- What is expected
Please give an exact transcription of the lines below, from the one that contains "assert_eq!(breakdown.get(&IssueState::Completed), None);" to the very last, with no other lines.

· · · ·

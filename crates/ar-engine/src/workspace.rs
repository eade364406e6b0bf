use std::path::PathBuf;

use tracing::{info, warn};

use ar_core::types::{Issue, Project};

use crate::runner::ActionError;

/// A created working tree.
#[derive(Debug, Clone)]
pub struct WorkspaceInfo {
    pub name: String,
    pub branch: String,
    pub path: PathBuf,
}

/// Creates and removes per-issue working trees under a common root,
/// shelling out to `git worktree`.
pub struct WorkspaceManager {
    root: PathBuf,
}

impl WorkspaceManager {
    pub fn new(root: impl Into<PathBuf>) -> Self {
        Self { root: root.into() }
    }

    /// Where the named workspace lives for a project.
    pub fn path_for(&self, project: &Project, name: &str) -> PathBuf {
        self.root.join(&project.name).join(name)
    }

    /// Ensure a working tree and branch exist for the issue. Re-entrant: an
    /// existing workspace directory is reused as-is.
    pub async fn create(&self, project: &Project, issue: &Issue) -> Result<WorkspaceInfo, ActionError> {
        let name = sanitize(&issue.identifier);
        let branch = format!("{}{}", project.branch_prefix, name);
        let path = self.path_for(project, &name);

        let info = WorkspaceInfo {
            name,
            branch,
            path: path.clone(),
        };

        if tokio::fs::try_exists(&path).await.unwrap_or(false) {
            return Ok(info);
        }
        if let Some(parent) = path.parent() {
            tokio::fs::create_dir_all(parent)
                .await
                .map_err(|e| ActionError::Failed(format!("creating workspace root: {e}")))?;
        }

        run_git(
            &project.local_path,
            &[
                "worktree",
                "add",
                "-B",
                &info.branch,
                path.to_str().unwrap_or_default(),
                &project.default_branch,
            ],
        )
        .await?;

        info!(
            issue = %issue.identifier,
            workspace = %info.name,
            branch = %info.branch,
            "workspace created"
        );
        Ok(info)
    }

    /// Remove the named working tree. Falls back to plain directory removal
    /// when git refuses.
    pub async fn remove(&self, project: &Project, name: &str) -> Result<(), ActionError> {
        let path = self.path_for(project, name);
        let path_str = path.to_str().unwrap_or_default().to_string();

        if let Err(e) = run_git(
            &project.local_path,
            &["worktree", "remove", "--force", &path_str],
        )
        .await
        {
            warn!(workspace = name, error = %e, "git worktree removal failed, deleting directory");
            tokio::fs::remove_dir_all(&path)
                .await
                .map_err(|e| ActionError::Failed(format!("removing workspace: {e}")))?;
        }
        Ok(())
    }
}

async fn run_git(repo: &str, args: &[&str]) -> Result<(), ActionError> {
    let output = tokio::process::Command::new("git")
        .arg("-C")
        .arg(repo)
        .args(args)
        .output()
        .await
        .map_err(|e| ActionError::Failed(format!("spawning git: {e}")))?;

    if !output.status.success() {
        let stderr = String::from_utf8_lossy(&output.stderr);
        return Err(ActionError::Failed(format!(
            "git {} failed: {}",
            args.first().copied().unwrap_or_default(),
            stderr.trim()
        )));
    }
    Ok(())
}

/// Keep identifiers filesystem- and ref-safe.
fn sanitize(raw: &str) -> String {
    raw.chars()
        .map(|c| {
            if c.is_alphanumeric() || c == '-' || c == '_' {
                c
            } else {
                '-'
            }
        })
        .collect::<String>()
        .to_lowercase()
}
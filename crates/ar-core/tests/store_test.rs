use ar_core::store::{IssueFilter, Store, StoreError};
use ar_core::types::{ActivityKind, Issue, IssueState, Project};
use uuid::Uuid;

async fn seeded_store() -> (Store, Project) {
    let store = Store::open_in_memory().await.expect("open store");
    let mut project = Project::new("ralph", "/srv/ralph");
    project.host_owner = "acme".into();
    project.host_repo = "ralph".into();
    store.create_project(&project).await.expect("create project");
    (store, project)
}

fn issue(project: &Project, external: &str, identifier: &str) -> Issue {
    Issue::new(project.id, external, identifier, format!("work on {identifier}"))
}

#[tokio::test]
async fn project_round_trip() {
    let (store, project) = seeded_store().await;

    let loaded = store.get_project(project.id).await.expect("get project");
    assert_eq!(loaded.name, "ralph");
    assert_eq!(loaded.default_branch, "main");

    let all = store.list_projects().await.expect("list projects");
    assert_eq!(all.len(), 1);

    let err = store.get_project(Uuid::new_v4()).await.unwrap_err();
    assert!(matches!(err, StoreError::NotFound));
}

#[tokio::test]
async fn duplicate_project_name_is_rejected() {
    let (store, _project) = seeded_store().await;
    let again = Project::new("ralph", "/elsewhere");
    let err = store.create_project(&again).await.unwrap_err();
    assert!(matches!(err, StoreError::AlreadyExists));
}

#[tokio::test]
async fn issue_create_and_external_id_collision() {
    let (store, project) = seeded_store().await;
    let first = issue(&project, "ext-1", "RLP-1");
    store.create_issue(&first).await.expect("create issue");

    let mut collision = issue(&project, "ext-1", "RLP-9");
    collision.id = Uuid::new_v4();
    let err = store.create_issue(&collision).await.unwrap_err();
    assert!(matches!(err, StoreError::AlreadyExists));

    let loaded = store.get_issue(first.id).await.expect("get issue");
    assert_eq!(loaded.state, IssueState::Queued);
    assert_eq!(loaded.identifier, "RLP-1");
}

#[tokio::test]
async fn optimistic_update_detects_lost_race() {
    let (store, project) = seeded_store().await;
    let created = issue(&project, "ext-1", "RLP-1");
    store.create_issue(&created).await.expect("create issue");

    let snapshot_a = store.get_issue(created.id).await.expect("snapshot a");
    let snapshot_b = snapshot_a.clone();

    let mut a = snapshot_a;
    a.state = IssueState::Refining;
    let stored = store.update_issue(&a).await.expect("first update wins");
    assert!(stored.updated_at > snapshot_b.updated_at, "updated_at must advance");

    let mut b = snapshot_b;
    b.title = "stale edit".into();
    let err = store.update_issue(&b).await.unwrap_err();
    assert!(matches!(err, StoreError::Conflict));

    // The losing write changed nothing.
    let current = store.get_issue(created.id).await.expect("get");
    assert_eq!(current.state, IssueState::Refining);
    assert_ne!(current.title, "stale edit");
}

#[tokio::test]
async fn update_of_deleted_issue_is_not_found() {
    let (store, project) = seeded_store().await;
    let created = issue(&project, "ext-1", "RLP-1");
    store.create_issue(&created).await.expect("create issue");
    store.delete_issue(created.id).await.expect("delete");

    let err = store.update_issue(&created).await.unwrap_err();
    assert!(matches!(err, StoreError::NotFound));

    let err = store.delete_issue(created.id).await.unwrap_err();
    assert!(matches!(err, StoreError::NotFound));
}

#[tokio::test]
async fn signals_survive_the_round_trip() {
    let (store, project) = seeded_store().await;
    let mut created = issue(&project, "ext-1", "RLP-1");
    created.signals.latest_comment_id = Some("c-7".into());
    created.signals.changes_requested = true;
    created.signals.review_id = Some("r-3".into());
    store.create_issue(&created).await.expect("create issue");

    let loaded = store.get_issue(created.id).await.expect("get");
    assert_eq!(loaded.signals.latest_comment_id.as_deref(), Some("c-7"));
    assert!(loaded.signals.changes_requested);
    assert_eq!(loaded.signals.review_id.as_deref(), Some("r-3"));
}

#[tokio::test]
async fn list_issues_filters_by_project_and_state() {
    let (store, project) = seeded_store().await;
    let other = Project::new("other", "/srv/other");
    store.create_project(&other).await.expect("create project");

    let mut a = issue(&project, "ext-1", "RLP-1");
    a.state = IssueState::Building;
    let b = issue(&project, "ext-2", "RLP-2");
    let c = issue(&other, "ext-1", "OTH-1");
    for i in [&a, &b, &c] {
        store.create_issue(i).await.expect("create");
    }

    let all = store.list_issues(IssueFilter::default()).await.expect("list");
    assert_eq!(all.len(), 3);

    let in_project = store
        .list_issues(IssueFilter {
            project_id: Some(project.id),
            state: None,
        })
        .await
        .expect("list");
    assert_eq!(in_project.len(), 2);

    let building = store
        .list_issues(IssueFilter {
            project_id: Some(project.id),
            state: Some(IssueState::Building),
        })
        .await
        .expect("list");
    assert_eq!(building.len(), 1);
    assert_eq!(building[0].id, a.id);

    let recovered = store
        .list_issues_in_state(IssueState::Building)
        .await
        .expect("list");
    assert_eq!(recovered.len(), 1);
}

#[tokio::test]
async fn open_issues_exclude_completed() {
    let (store, project) = seeded_store().await;
    let mut done = issue(&project, "ext-1", "RLP-1");
    done.state = IssueState::Completed;
    done.workspace_name = "ws-1".into();
    let pending = issue(&project, "ext-2", "RLP-2");
    store.create_issue(&done).await.expect("create");
    store.create_issue(&pending).await.expect("create");

    let open = store.list_open_issues().await.expect("open issues");
    assert_eq!(open.len(), 1);
    assert_eq!(open[0].id, pending.id);
}

#[tokio::test]
async fn activity_pages_newest_first_and_splits_kinds() {
    let (store, project) = seeded_store().await;
    let created = issue(&project, "ext-1", "RLP-1");
    store.create_issue(&created).await.expect("create");

    store
        .log_activity(created.id, ActivityKind::Ingested, None, None, "ingested RLP-1")
        .await
        .expect("log");
    store
        .log_activity(
            created.id,
            ActivityKind::StateChange,
            Some(IssueState::Queued),
            Some(IssueState::Refining),
            "",
        )
        .await
        .expect("log");
    for n in 0..3 {
        store
            .log_activity(
                created.id,
                ActivityKind::BuildEvent,
                None,
                None,
                format!("iteration {n}"),
            )
            .await
            .expect("log");
    }

    let page = store.list_activity(created.id, 10, 0).await.expect("page");
    assert_eq!(page.len(), 5);
    assert_eq!(page[0].detail, "iteration 2", "newest first");

    let build = store
        .list_build_activity(created.id, 10, 0)
        .await
        .expect("build page");
    assert_eq!(build.len(), 3);
    assert!(build.iter().all(|e| e.kind == ActivityKind::BuildEvent));

    let timeline = store
        .list_timeline_activity(created.id, 10, 0)
        .await
        .expect("timeline page");
    assert_eq!(timeline.len(), 2);
    assert!(timeline.iter().all(|e| e.kind != ActivityKind::BuildEvent));

    let second_page = store.list_activity(created.id, 2, 2).await.expect("page");
    assert_eq!(second_page.len(), 2);
    assert_eq!(second_page[0].detail, "iteration 0");

    let recent = store.list_recent_activity(2).await.expect("recent");
    assert_eq!(recent.len(), 2);
}

#[tokio::test]
async fn last_transition_into_finds_the_pre_pause_state() {
    let (store, project) = seeded_store().await;
    let created = issue(&project, "ext-1", "RLP-1");
    store.create_issue(&created).await.expect("create");

    store
        .log_activity(
            created.id,
            ActivityKind::StateChange,
            Some(IssueState::Queued),
            Some(IssueState::Refining),
            "",
        )
        .await
        .expect("log");
    store
        .log_activity(
            created.id,
            ActivityKind::StateChange,
            Some(IssueState::Refining),
            Some(IssueState::Paused),
            "paused by operator",
        )
        .await
        .expect("log");

    let entry = store
        .last_transition_into(created.id, IssueState::Paused)
        .await
        .expect("query")
        .expect("a pause transition exists");
    assert_eq!(entry.from_state, Some(IssueState::Refining));

    let none = store
        .last_transition_into(created.id, IssueState::Failed)
        .await
        .expect("query");
    assert!(none.is_none());
}

#[tokio::test]
async fn aggregates_count_by_project_and_state() {
    let (store, project) = seeded_store().await;
    let mut building = issue(&project, "ext-1", "RLP-1");
    building.state = IssueState::Building;
    building.workspace_name = "ws-1".into();
    let queued = issue(&project, "ext-2", "RLP-2");
    let mut failed = issue(&project, "ext-3", "RLP-3");
    failed.state = IssueState::Failed;
    for i in [&building, &queued, &failed] {
        store.create_issue(i).await.expect("create");
    }

    let active = store
        .count_active_issues_by_project()
        .await
        .expect("active counts");
    assert_eq!(active.get(&project.id), Some(&2));

    let breakdown = store
        .count_issues_by_state_for_project(project.id)
        .await
        .expect("breakdown");
    assert_eq!(breakdown.get(&IssueState::Building), Some(&1));
    assert_eq!(breakdown.get(&IssueState::Queued), Some(&1));
    assert_eq!(breakdown.get(&IssueState::Failed), Some(&1));
    assert_eq!(breakdown.get(&IssueState::Completed), None);
}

· · · ·

- Response for this exercise
    assert_eq!(breakdown.get(&IssueState::Completed), None);
}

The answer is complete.